2026 is shaping up to be a promising year for infrastructure. Macroeconomic conditions in Europe are stabilizing, with growth proving resilient, easing inflation, and central banks cautiously loosening monetary policy. This backdrop is placing downward pressure on longterm government bond yields and reinforcing the role of infrastructure investments as a source of stable, inflation-linked returns.

Investor appetite for the asset class continues to strengthen. Capital is increasingly rotating away from more volatile assets, particularly in the context of stretched equity valuations following the AI-driven rally. Infrastructure's lower volatility, predictable cash flows, and defensive characteristics are becoming more attractive by comparison.

On the demand side, structural drivers remain intact, led by the energy transition, AI-related investment in data centers and power networks, rising defense expenditure, and the need to reinvest in aging infrastructure. In additional to a substantial pipeline of new projects, schemes delayed in earlier years are being revisited.

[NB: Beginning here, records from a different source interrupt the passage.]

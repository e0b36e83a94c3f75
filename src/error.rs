//! Error types for the analyst orchestrator

use thiserror::Error;

/// Result type alias for orchestrator operations
pub type Result<T> = std::result::Result<T, OrchestrationError>;

/// Run-level errors. A run either yields a complete decision or exactly one of these.
#[derive(Error, Debug)]
pub enum OrchestrationError {

    // =============================
    // Core Pipeline Errors
    // =============================

    #[error("Fatal configuration error: {0}")]
    FatalConfiguration(String),

    #[error("Invalid request: {0}")]
    InvalidRequest(String),

    #[error("Invalid graph: {0}")]
    InvalidGraph(String),

    #[error("Execution error: {0}")]
    ExecutionError(String),

    #[error("Aggregation error: {0}")]
    AggregationError(String),

    // =============================
    // External Library Conversions
    // =============================

    #[error("Serialization error: {0}")]
    SerializationError(#[from] serde_json::Error),

    #[error("HTTP client error: {0}")]
    HttpError(#[from] reqwest::Error),

    #[error("IO error: {0}")]
    IoError(#[from] std::io::Error),
}

impl OrchestrationError {
    /// Only configuration failures are allowed to abort a run.
    pub fn is_fatal(&self) -> bool {
        matches!(self, OrchestrationError::FatalConfiguration(_))
    }
}

/// Failure of a single structured inference call.
#[derive(Error, Debug, Clone, PartialEq, Eq)]
pub enum InvocationError {
    #[error("Transient provider error: {0}")]
    TransientProvider(String),

    #[error("Quota exceeded: {0}")]
    QuotaExceeded(String),

    #[error("Schema parse error: {0}")]
    SchemaParse(String),

    #[error("Fatal configuration error: {0}")]
    FatalConfiguration(String),
}

impl InvocationError {
    pub fn is_retryable(&self) -> bool {
        !matches!(self, InvocationError::FatalConfiguration(_))
    }
}

impl From<InvocationError> for OrchestrationError {
    fn from(err: InvocationError) -> Self {
        match err {
            InvocationError::FatalConfiguration(msg) => OrchestrationError::FatalConfiguration(msg),
            other => OrchestrationError::ExecutionError(other.to_string()),
        }
    }
}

Deal volumes have normalized following the post-COVID surge, supported by improving investor sentiment, easing monetary conditions, and interventionist fiscal policies. Capital remains ample, with high liquidity across private funds and banks.

However, deal execution for UK and European infrastructure continues to be constrained by regulatory complexity, planning delays, higher transaction costs, supply-chain disruptions, geopolitical risk, and pressures on cost of capital. Capacity shortages in skilled labor, weak project governance, and delayed investment decisions are further increasing delivery risk.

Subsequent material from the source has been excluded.